Summary
Amphenol Corporation reported modest revenue growth for the first quarter of 2023, with net sales increasing by 1% year-over-year to $2.97 billion. This growth was driven by strong performance in the Harsh Environment Solutions and Interconnect and Sensor Systems segments, which offset a decline in the Communications Solutions segment. The company also saw positive organic sales growth of 1%, indicating underlying business strength despite a challenging market environment. Diluted Earnings Per Share (EPS) improved to $0.71 from $0.68 in the prior year period, reflecting effective cost management and operational leverage. Operationally, Amphenol demonstrated solid profitability with an operating margin of 19.9%, supported by ongoing pricing actions. The company generated strong operating cash flow of $532.4 million, enabling robust investment in capital expenditures ($97.7 million) and acquisitions ($113.2 million for one acquisition).
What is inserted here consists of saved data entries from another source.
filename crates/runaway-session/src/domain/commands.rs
//! Commands for the Session & Wagon Progress context.

use chrono::Duration;
use runaway_core::collaborator::Role;
use runaway_core::command::Command;
use runaway_core::identity::SessionId;
use uuid::Uuid;

/// Command to open a new session.
#[derive(Debug, Clone)]
pub struct CreateSession {
    /// The correlation ID for tracing.
    pub correlation_id: Uuid,
}

impl Command for CreateSession {
    fn command_type(&self) -> &'static str {
        "session.create"
    }

    fn correlation_id(&self) -> Uuid {
        self.correlation_id
    }
}

/// Command to append a message to a character conversation.
#[derive(Debug, Clone)]
pub struct AddMessage {
    /// The correlation ID for tracing.
    pub correlation_id: Uuid,
    /// The session to update.
    pub session_id: SessionId,
    /// Raw `wagon-<i>-player-<k>` identity supplied by the client.
    pub uid: String,
    /// Author of the message.
    pub role: Role,
    /// Text of the message.
    pub content: String,
}

impl Command for AddMessage {
    fn command_type(&self) -> &'static str {
        "session.add_message"
    }

    fn correlation_id(&self) -> Uuid {
        self.correlation_id
    }
}

/// Command to move a session to the next wagon.
#[derive(Debug, Clone)]
pub struct AdvanceWagon {
    /// The correlation ID for tracing.
    pub correlation_id: Uuid,
    /// The session to advance.
    pub session_id: SessionId,
}

impl Command for AdvanceWagon {
    fn command_type(&self) -> &'static str {
        "session.advance_wagon"
    }

    fn correlation_id(&self) -> Uuid {
        self.correlation_id
    }
}

/// Command to record one guessing round.
#[derive(Debug, Clone)]
pub struct RecordGuess {
    /// The correlation ID for tracing.
    pub correlation_id: Uuid,
    /// The session to update.
    pub session_id: SessionId,
    /// The wagon the guess was produced for; the round is rejected if the
    /// session has moved on.
    pub wagon_id: u32,
    /// The player's clue.
    pub indication: String,
    /// The detective's guess.
    pub guess: String,
    /// The detective's reasoning.
    pub rationale: String,
}

impl Command for RecordGuess {
    fn command_type(&self) -> &'static str {
        "session.record_guess"
    }

    fn correlation_id(&self) -> Uuid {
        self.correlation_id
    }
}

/// Command to end a session.
#[derive(Debug, Clone)]
pub struct TerminateSession {
    /// The correlation ID for tracing.
    pub correlation_id: Uuid,
    /// The session to remove.
    pub session_id: SessionId,
}

impl Command for TerminateSession {
    fn command_type(&self) -> &'static str {
        "session.terminate"
    }

    fn correlation_id(&self) -> Uuid {
        self.correlation_id
    }
}

/// Command to sweep sessions idle for longer than `max_age`.
#[derive(Debug, Clone)]
pub struct ExpireSessions {
    /// The correlation ID for tracing.
    pub correlation_id: Uuid,
    /// Inactivity threshold.
    pub max_age: Duration,
}

impl Command for ExpireSessions {
    fn command_type(&self) -> &'static str {
        "session.expire"
    }

    fn correlation_id(&self) -> Uuid {
        self.correlation_id
    }
}

/// Command to talk to a passenger and get their reply.
#[derive(Debug, Clone)]
pub struct SendChatMessage {
    /// The correlation ID for tracing.
    pub correlation_id: Uuid,
    /// The session the player is in.
    pub session_id: SessionId,
    /// Raw `wagon-<i>-player-<k>` identity of the passenger.
    pub uid: String,
    /// What the player says.
    pub message: String,
}

impl Command for SendChatMessage {
    fn command_type(&self) -> &'static str {
        "session.send_chat_message"
    }

    fn correlation_id(&self) -> Uuid {
        self.correlation_id
    }
}

/// Command to give the detective a clue and get a passcode guess back.
#[derive(Debug, Clone)]
pub struct SubmitIndication {
    /// The correlation ID for tracing.
    pub correlation_id: Uuid,
    /// The session the player is in.
    pub session_id: SessionId,
    /// The player's clue.
    pub indication: String,
}

impl Command for SubmitIndication {
    fn command_type(&self) -> &'static str {
        "session.submit_indication"
    }

    fn correlation_id(&self) -> Uuid {
        self.correlation_id
    }
}
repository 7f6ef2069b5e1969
//! Command abstractions.

use uuid::Uuid;

/// Trait that all commands implement.
pub trait Command: Send + Sync + std::fmt::Debug {
    /// The type name for this command (for logging/routing).
    fn command_type(&self) -> &'static str;

    /// Correlation ID to trace this command through the system.
    fn correlation_id(&self) -> Uuid;
}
Despite an increase in interest expense due to rising rates, Amphenol maintained a healthy balance sheet and sufficient liquidity to fund its operations, return capital to shareholders through dividends and share repurchases, and pursue strategic growth initiatives.
Financial Highlights
53 data points| Revenue | $2.97B |
| Cost of Revenue | $2.03B |
| Gross Profit | $943.40M |
| SG&A Expenses | $346.30M |
| Operating Income | $591.70M |
| Interest Expense | $35.90M |
| Net Income | $439.20M |
| EPS (Basic) | $0.37 |
| EPS (Diluted) | $0.35 |
| Shares Outstanding (Basic) | 1.19B |
| Shares Outstanding (Diluted) | 1.24B |
Key Highlights
- 1Net sales increased 1% to $2.97 billion for Q1 2023 compared to Q1 2022.
- 2Diluted EPS rose to $0.71 from $0.68 in the prior year.
- 3Harsh Environment Solutions and Interconnect and Sensor Systems segments showed strong growth, while Communications Solutions saw a decline.
- 4Operating income was $591.7 million, with an operating margin of 19.9%.
- 5Operating cash flow was robust at $532.4 million.
- 6The company completed one acquisition for $113.2 million during the quarter.
- 7Increased interest expense was noted due to rising interest rates, impacting commercial paper borrowings.